Download BUKU Dakwah Rasul SAW Metode Supremasi Ideologi Islam

Minggu, 14 Mei 2017

Sumber Petaka Muslim Rohingya


Sumber Petaka Rohingya

Perkembangan Islam di anak benua Asia, India, menggeser dominasi agama Hindu dan Budha yang terlebih dahulu ada di wilayah tersebut. Penganut agama Hindu tergeser ke wilayah tengah dan selatan India, sedangkan penganut agama Budha tergeser ke wilayah timur.

Kedua agama yang tersisihkan oleh Islam pada masa keemasan Islam di kawasan tersebut, berusaha terus bertahan dan mengambil kesempatan untuk kembali berkuasa sebagaimana masa-masa sebelumnya. Ketika Islam surut akibat kemunduran dan kolonialisme Barat, kaum Muslimin yang minoritas mulai menjadi korban diskriminasi penguasa mayoritas non-Islam yang memiliki dendam kesumat terhadap Islam. Itulah yang terjadi di Rohingya Myanmar.

Penderitaan

Penderitaan Muslim Rohingya sebenarnya terjadi sejak lama. Tahun 1784, wilayah Arakan, tempat mereka tinggal, pernah diserang kerajaan Budha. Arakan kemudian dimasukkan ke wilayah Burma (kini Myanmar) dan masjid, madrasah dihancurkan. Ulama dan para da’i dibunuhi.

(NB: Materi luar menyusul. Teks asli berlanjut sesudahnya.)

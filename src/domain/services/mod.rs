pub mod decision_evaluator;
pub mod indicators;
pub mod opportunity;
pub mod portfolio_ledger;
pub mod position_monitor;
pub mod rebalancer;
pub mod risk_engine;
pub mod signal_engine;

Ketika inggris menduduki Burma, termasuk Arakan pada tahun 1824, Inggris tetap memasukkan wilayah Muslim ini ke Burma dan mengintegrasikannya dengan pemerintah kolonial Inggris Hindia. Muslim dan umat Budha yang sudah berkonflik sejak lama, dimanfaatkan oleh Inggris untuk mengadu-domba satu sama lain, sehingga Inggris bisa dengan leluasa mendominasi keduanya. Adakalanya Inggris mempersenjatai umat Budha untuk menyerang Muslim atau sebaliknya.

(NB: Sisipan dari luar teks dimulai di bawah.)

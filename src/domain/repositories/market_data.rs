//! Data collaborators: market data, research scores and account balances.
//!
//! Implementations report missing data as errors; they never fabricate fallback values.

use crate::domain::errors::DataError;
use crate::domain::services::indicators::Candle;
use async_trait::async_trait;

pub type DataResult<T> = Result<T, DataError>;

#[async_trait]
pub trait MarketDataSource: Send + Sync {
    /// Last `lookback` bars of `timeframe` (e.g. `1h`), oldest first.
    async fn get_ohlcv(&self, symbol: &str, timeframe: &str, lookback: usize) -> DataResult<Vec<Candle>>;

    async fn get_current_price(&self, symbol: &str) -> DataResult<f64>;
}

#[async_trait]
pub trait ResearchSource: Send + Sync {
    /// Research confidence for `symbol`, in [0, 1].
    async fn get_confidence_score(&self, symbol: &str) -> DataResult<f64>;
}

#[async_trait]
pub trait BalanceSource: Send + Sync {
    /// Quote-currency balance of the account.
    async fn get_balance(&self, account_id: &str) -> DataResult<f64>;
}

Pemisahan Burma dari India oleh pemerintah kolonial Inggris melalui Home Rule 1937, semakin memuluskan peluang untuk menghapuskan umat Islam Rohingya dari tanah Burma. Mereka menjadi minoritas, karena terlepas dari mayoritas Muslim di Bengali India (kini Bangladesh).

Ketika Inggris meninggalkan Burma pada Perang Dunia II, tahun 1942, kaum Budha mengambil kesempatan untuk menindas umat Islam di Rohingya. Terjadi pembantaian lebih dari 100 ribu umat Islam oleh orang-orang Budha, dan ratusan ribu lainnya mengungsi meninggalkan Arakan menuju Bengali.

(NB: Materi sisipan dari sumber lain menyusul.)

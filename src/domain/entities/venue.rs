use serde::{Deserialize, Serialize};

/// A place an order can be routed to: a venue on a given chain.
#[derive(Debug, Clone, PartialEq, Eq, Hash, PartialOrd, Ord, Serialize, Deserialize)]
pub struct VenueRoute {
    pub chain: String,
    pub venue: String,
}

impl VenueRoute {
    pub fn new(chain: &str, venue: &str) -> Self {
        Self {
            chain: chain.to_lowercase(),
            venue: venue.to_lowercase(),
        }
    }

    /// Parse `chain:venue`, e.g. `hyperliquid:hyperliquid` or `solana:jupiter`.
    pub fn parse(value: &str) -> Option<Self> {
        let (chain, venue) = value.split_once(':')?;
        let (chain, venue) = (chain.trim(), venue.trim());
        if chain.is_empty() || venue.is_empty() {
            return None;
        }
        Some(Self::new(chain, venue))
    }
}

impl std::fmt::Display for VenueRoute {
    fn fmt(&self, f: &mut std::fmt::Formatter<'_>) -> std::fmt::Result {
        write!(f, "{}:{}", self.chain, self.venue)
    }
}

/// Which rule of the venue dispatcher picked a route.
#[derive(Debug, Clone, Copy, PartialEq, Eq, Serialize, Deserialize)]
#[serde(rename_all = "snake_case")]
pub enum VenueRole {
    /// Leveraged / perpetual venue, used when RSI is overbought.
    Perpetual,
    /// Fastest / cheapest venue, used on large recent moves.
    Fast,
    /// Lowest fees, used for small accounts.
    LowFee,
    /// Default: deepest book.
    HighVolume,
}

impl VenueRole {
    pub fn name(&self) -> &'static str {
        match self {
            VenueRole::Perpetual => "perpetual",
            VenueRole::Fast => "fast",
            VenueRole::LowFee => "low-fee",
            VenueRole::HighVolume => "high-volume",
        }
    }
}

Inggris yang kembali ke Burma pasca Perang Dunia II kemudian melakukan dekolonialisasi, maka berdirilah negara Burma pada 4 Januari 1948. Semua etnis yang ada di Burma mendapatkan kemerdekaan, mereka mendapatkan status otonom dalam negara federal yang baru dibentuk. Namun nasib kaum Muslim Rohingya diserahkan kepada pemerintah Burma yang mayoritas Budha, sehingga walaupun mereka mayoritas di daerah Arakan, namun mereka tidak mendapatkan posisi apapun.

Kudeta militer tahun 1962 yang melahirkan pemerintahan junta militer di Burma, memastikan penindasan terhadap kaum Muslim Rohingya semakin menjadi. Pada tahun itu, lebih dari 300 ribu Muslim Rohingya diusir ke Bangladesh. Diskriminasi ini terjadi karena militer didominasi oleh etnis Burma atau Bama yang merupakan etnis mayoritas dengan 68 persen dari jumlah penduduk.

Pengusiran terus berlanjut, dikombinasi dengan konflik sosial yang direkayasa. Akibatnya tahun 1978 rezim militer mengusir lagi lebih dari setengah juta Muslim Rohingya. Pembasmian Muslim Rohingya dilakukan secara sistematis di bawah kontrol State Council of Burma dengan merestui the 20 year Rohingya Extermination Plan yang dikeluarkan oleh Arakan State Council dengan kode operasi King Dragon Operation (Nagamin). Operasi yang dimulai 6 Februari 1978 ini merupakan operasi terkejam yang pernah dilakukan di Burma yang dimulai pembantaian terhadap perkampungan Muslim Sakkipara di Akyab Arakan. Pemenjaraan, pembunuhan, pemerkosaan terjadi di berbagai penjuru kampung Muslim Arakan Utara seperti di Bnthidaung dan Maungdaw.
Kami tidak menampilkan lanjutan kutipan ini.